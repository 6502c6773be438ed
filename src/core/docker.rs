//! # Run Command Builder / 运行命令构建器
//!
//! Turns an image, its mounts and the requested mode into the argument list
//! of a `docker run` invocation.
//!
//! 将镜像、其挂载和请求的模式转换为 `docker run` 调用的参数列表。

use crate::core::mounts::MountMap;
use crate::infra::command::Invocation;

/// The container runtime executable.
pub const DOCKER: &str = "docker";
/// Test entry point inside every test image.
pub const TEST_ENTRYPOINT: &str = "/usr/bin/run_tests.sh";
/// Command run instead of the tests in interactive mode.
pub const SHELL: &str = "bash";

/// Builds the `docker run` arguments (without the program name).
///
/// Layout: `run --rm -i [-t] (-v host:container)* image` followed by either
/// the shell, or `subcommand` and then `trailing_args` without its first
/// entry (the invoking command's own name).
///
/// # Arguments
/// * `image` - Image reference to run
/// * `mounts` - Volumes to bind, emitted in the map's order
/// * `interactive` - Start a shell instead of the tests
/// * `allocate_tty` - Pass `-t`
/// * `trailing_args` - Trailing arguments as received, first entry included
/// * `subcommand` - Entry point and product-specific tokens
///
/// 构建 `docker run` 参数（不含程序名）。
/// 布局：`run --rm -i [-t] (-v host:container)* image`，随后是 shell，
/// 或者是 `subcommand` 再加上去掉第一项（调用命令自身的名称）的 `trailing_args`。
pub fn build_run_command(
    image: &str,
    mounts: &MountMap,
    interactive: bool,
    allocate_tty: bool,
    trailing_args: &[String],
    subcommand: &[String],
) -> Vec<String> {
    let mut args: Vec<String> = vec!["run".into(), "--rm".into(), "-i".into()];
    if allocate_tty {
        args.push("-t".into());
    }
    for volume in mounts.volume_specs() {
        args.push("-v".into());
        args.push(volume);
    }
    args.push(image.to_string());

    if interactive {
        args.push(SHELL.into());
    } else {
        args.extend(subcommand.iter().cloned());
        args.extend(trailing_args.iter().skip(1).cloned());
    }
    args
}

/// Wraps [`build_run_command`] into an [`Invocation`] of the container runtime.
pub fn run_invocation(
    image: &str,
    mounts: &MountMap,
    interactive: bool,
    allocate_tty: bool,
    trailing_args: &[String],
    subcommand: &[String],
) -> Invocation {
    Invocation::new(DOCKER).args(build_run_command(
        image,
        mounts,
        interactive,
        allocate_tty,
        trailing_args,
        subcommand,
    ))
}

/// `docker images -q <reference>`: prints the image ID when the image exists.
pub fn images_query(reference: &str) -> Invocation {
    Invocation::new(DOCKER).args(["images", "-q", reference])
}
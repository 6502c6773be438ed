// Shared test helpers for integration tests
#![allow(dead_code)]

use anyhow::Result;
use std::collections::{HashMap, HashSet};
use std::sync::Mutex;

use zendev::core::config::parse_environment_config;
use zendev::core::environment::ZenDevEnvironment;
use zendev::infra::command::{CapturedOutput, Executor, Invocation};

pub const ENV_CONFIG: &str = r#"
name = "dev"
root = "/envs/dev"
home = "/home/tester"

[[repositories]]
name = "control-center/serviced"
path = "golang/src/github.com/control-center/serviced"

[[repositories]]
name = "zenpacks/ZenPacks.zenoss.Core"
path = "zenpacks/ZenPacks.zenoss.Core"

[[repositories]]
name = "zenpacks/ZenPacks.zenoss.Impact"
path = "zenpacks/ZenPacks.zenoss.Impact"
products = ["resmgr"]

[[repositories]]
name = "zenoss-prodbin"
path = "zenoss-prodbin"
"#;

/// The environment used by most tests: everything lives below `/envs/dev`.
pub fn sample_environment() -> ZenDevEnvironment {
    let config = parse_environment_config(ENV_CONFIG).expect("sample config parses");
    ZenDevEnvironment::from_config(&config).expect("sample environment builds")
}

/// Records every invocation and answers from a script instead of starting
/// processes.
#[derive(Default)]
pub struct FakeExecutor {
    /// References `docker images -q` reports as present.
    pub existing_images: HashSet<String>,
    /// Exit code of `make devimg`.
    pub build_code: i32,
    /// Exit code of every `docker run`.
    pub run_code: i32,
    /// Exit codes of other make targets, by target name.
    pub make_codes: HashMap<String, i32>,
    calls: Mutex<Vec<Invocation>>,
}

impl FakeExecutor {
    pub fn new() -> Self {
        Self::default()
    }

    pub fn with_image(mut self, reference: &str) -> Self {
        self.existing_images.insert(reference.to_string());
        self
    }

    pub fn with_build_code(mut self, code: i32) -> Self {
        self.build_code = code;
        self
    }

    pub fn with_run_code(mut self, code: i32) -> Self {
        self.run_code = code;
        self
    }

    pub fn with_make_code(mut self, target: &str, code: i32) -> Self {
        self.make_codes.insert(target.to_string(), code);
        self
    }

    pub fn calls(&self) -> Vec<Invocation> {
        self.calls.lock().unwrap().clone()
    }

    /// Invocations whose program and first argument match.
    pub fn calls_to(&self, program: &str, first_arg: &str) -> Vec<Invocation> {
        self.calls()
            .into_iter()
            .filter(|inv| inv.program == program && inv.args.first().map(String::as_str) == Some(first_arg))
            .collect()
    }

    fn record(&self, invocation: &Invocation) {
        self.calls.lock().unwrap().push(invocation.clone());
    }
}

impl Executor for FakeExecutor {
    async fn status(&self, invocation: &Invocation) -> Result<i32> {
        self.record(invocation);
        let first = invocation.args.first().map(String::as_str).unwrap_or_default();
        let code = match (invocation.program.as_str(), first) {
            ("make", "devimg") => self.build_code,
            ("make", target) => self.make_codes.get(target).copied().unwrap_or(0),
            ("docker", "run") => self.run_code,
            _ => 0,
        };
        Ok(code)
    }

    async fn output(&self, invocation: &Invocation) -> Result<CapturedOutput> {
        self.record(invocation);
        let stdout = match invocation.args.as_slice() {
            [images, q, reference] if images == "images" && q == "-q" => {
                if self.existing_images.contains(reference) {
                    "4f2a9c1e0b7d\n".to_string()
                } else {
                    String::new()
                }
            }
            _ => String::new(),
        };
        Ok(CapturedOutput {
            code: 0,
            stdout,
            stderr: String::new(),
        })
    }
}

/// Owned strings from string literals.
pub fn strings(words: &[&str]) -> Vec<String> {
    words.iter().map(|w| w.to_string()).collect()
}
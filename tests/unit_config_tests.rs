//! # Config Module Unit Tests / Config 模块单元测试
//!
//! Tests parsing and loading of the environment configuration file.
//!
//! 测试环境配置文件的解析和加载。

use std::fs;
use std::path::Path;
use tempfile::TempDir;
use zendev::core::config::{load_environment_config, parse_environment_config};
use zendev::core::environment::ZenDevEnvironment;

#[test]
fn test_minimal_config() {
    let config = parse_environment_config(
        r#"
name = "dev"
root = "/envs/dev"
"#,
    )
    .unwrap();

    assert_eq!(config.name, "dev");
    assert_eq!(config.root, "/envs/dev");
    assert!(config.srcroot.is_none());
    assert!(config.home.is_none());
    assert!(config.repositories.is_empty());
    assert!(config.env.is_empty());
}

#[test]
fn test_full_config() {
    let config = parse_environment_config(
        r#"
name = "feature-x"
root = "/envs/x"
srcroot = "/code"
buildroot = "out/build"
zenhome = "/opt/zenoss"
var_zenoss = "/var/zenoss"
home = "/home/dev"

[[repositories]]
name = "zenpacks/ZenPacks.zenoss.Impact"
path = "zenpacks/impact"
products = ["resmgr", "ucspm"]

[env]
GOPATH = "/code/golang"
"#,
    )
    .unwrap();

    assert_eq!(config.repositories.len(), 1);
    assert_eq!(config.repositories[0].products, ["resmgr", "ucspm"]);
    assert_eq!(config.env["GOPATH"], "/code/golang");

    let env = ZenDevEnvironment::from_config(&config).unwrap();
    assert_eq!(env.src_root(), Path::new("/code"));
    // Relative directories resolve against the root.
    assert_eq!(env.build_root(), Path::new("/envs/x/out/build"));
    assert_eq!(env.zen_home(), Path::new("/opt/zenoss"));
    assert_eq!(
        env.repositories(|_| true)[0].path,
        Path::new("/code/zenpacks/impact")
    );
    assert_eq!(env.env_vars()["GOPATH"], "/code/golang");
}

#[test]
fn test_missing_name_is_rejected() {
    assert!(parse_environment_config(r#"root = "/envs/dev""#).is_err());
}

#[test]
fn test_load_from_file() {
    let temp_dir = TempDir::new().unwrap();
    let path = temp_dir.path().join("environment.toml");
    fs::write(&path, "name = \"dev\"\nroot = \"/envs/dev\"\nhome = \"/h\"\n").unwrap();

    let config = load_environment_config(&path).unwrap();
    assert_eq!(config.name, "dev");
    assert_eq!(config.home.as_deref(), Some("/h"));
}

#[test]
fn test_invalid_toml_reports_path() {
    let temp_dir = TempDir::new().unwrap();
    let path = temp_dir.path().join("broken.toml");
    fs::write(&path, "name = \"dev\"\n[[repositories]\n").unwrap();

    let err = load_environment_config(&path).unwrap_err();
    assert!(format!("{err}").contains("broken.toml"));
}
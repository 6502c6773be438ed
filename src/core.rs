//! # Core Module / 核心模块
//!
//! This module contains the test orchestration engine: the environment
//! context, image resolution and builds, mount and command assembly, the
//! per-family runners and the orchestrator that aggregates their results.
//!
//! 此模块包含测试编排引擎：环境上下文、镜像解析与构建、挂载与命令组装、
//! 各测试族的运行器以及汇总其结果的编排器。

pub mod config;
pub mod docker;
pub mod environment;
pub mod image;
pub mod models;
pub mod mounts;
pub mod orchestrator;
pub mod planner;
pub mod runners;

// Re-exports
pub use environment::ZenDevEnvironment;
pub use models::{OrchestrationError, TargetOutcome, TestOptions};
pub use orchestrator::run_tests;
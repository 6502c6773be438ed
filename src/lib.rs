//! # Zendev Library / Zendev 库
//!
//! This library provides the test orchestration engine behind `zendev test`.
//! It decides which container image runs each requested test family, builds
//! the image on demand, mounts the environment into the container and folds
//! the exit codes of every family into a single pass/fail decision.
//!
//! 此库提供 `zendev test` 背后的测试编排引擎。
//! 它决定每个测试族使用哪个容器镜像，按需构建镜像，将环境挂载到容器中，
//! 并将各测试族的退出码汇总为单一的通过/失败结论。
//!
//! ## Modules / 模块
//!
//! - `core` - Environment, image resolution, mounts, runners and the orchestrator
//! - `infra` - Process invocation and file system helpers
//! - `reporting` - Console output and the final summary
//! - `cli` - Command-line interface and commands
//!
//! - `core` - 环境、镜像解析、挂载、运行器和编排器
//! - `infra` - 进程调用和文件系统辅助功能
//! - `reporting` - 控制台输出和最终摘要
//! - `cli` - 命令行接口和命令

pub mod cli;
pub mod core;
pub mod infra;
pub mod reporting;

// Re-export commonly used items
pub use crate::core::environment::ZenDevEnvironment;
pub use crate::core::models;
pub use crate::core::orchestrator;

/// Initializes the application's internationalization (i18n).
///
/// An explicit `language` wins. Otherwise the system locale is used: the full
/// locale (e.g. "zh-CN") is tried first, then only the language code (e.g.
/// "en"), and finally the default language ("en").
pub fn init(language: Option<&str>) {
    let locale = language
        .map(str::to_string)
        .or_else(sys_locale::get_locale)
        .unwrap_or_else(|| "en".to_string());
    let available_locales = rust_i18n::available_locales!();

    let lang = if available_locales.contains(&locale.as_str()) {
        locale.as_str()
    } else {
        locale
            .split('-')
            .next()
            .filter(|lang_code| available_locales.contains(lang_code))
            .unwrap_or("en")
    };

    rust_i18n::set_locale(lang);
}

// Initialize i18n
rust_i18n::i18n!("locales", fallback = "en");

##########

Pull every line with the word "strings" from the data.

/// Owned strings from string literals.
pub fn strings(words: &[&str]) -> Vec<String> {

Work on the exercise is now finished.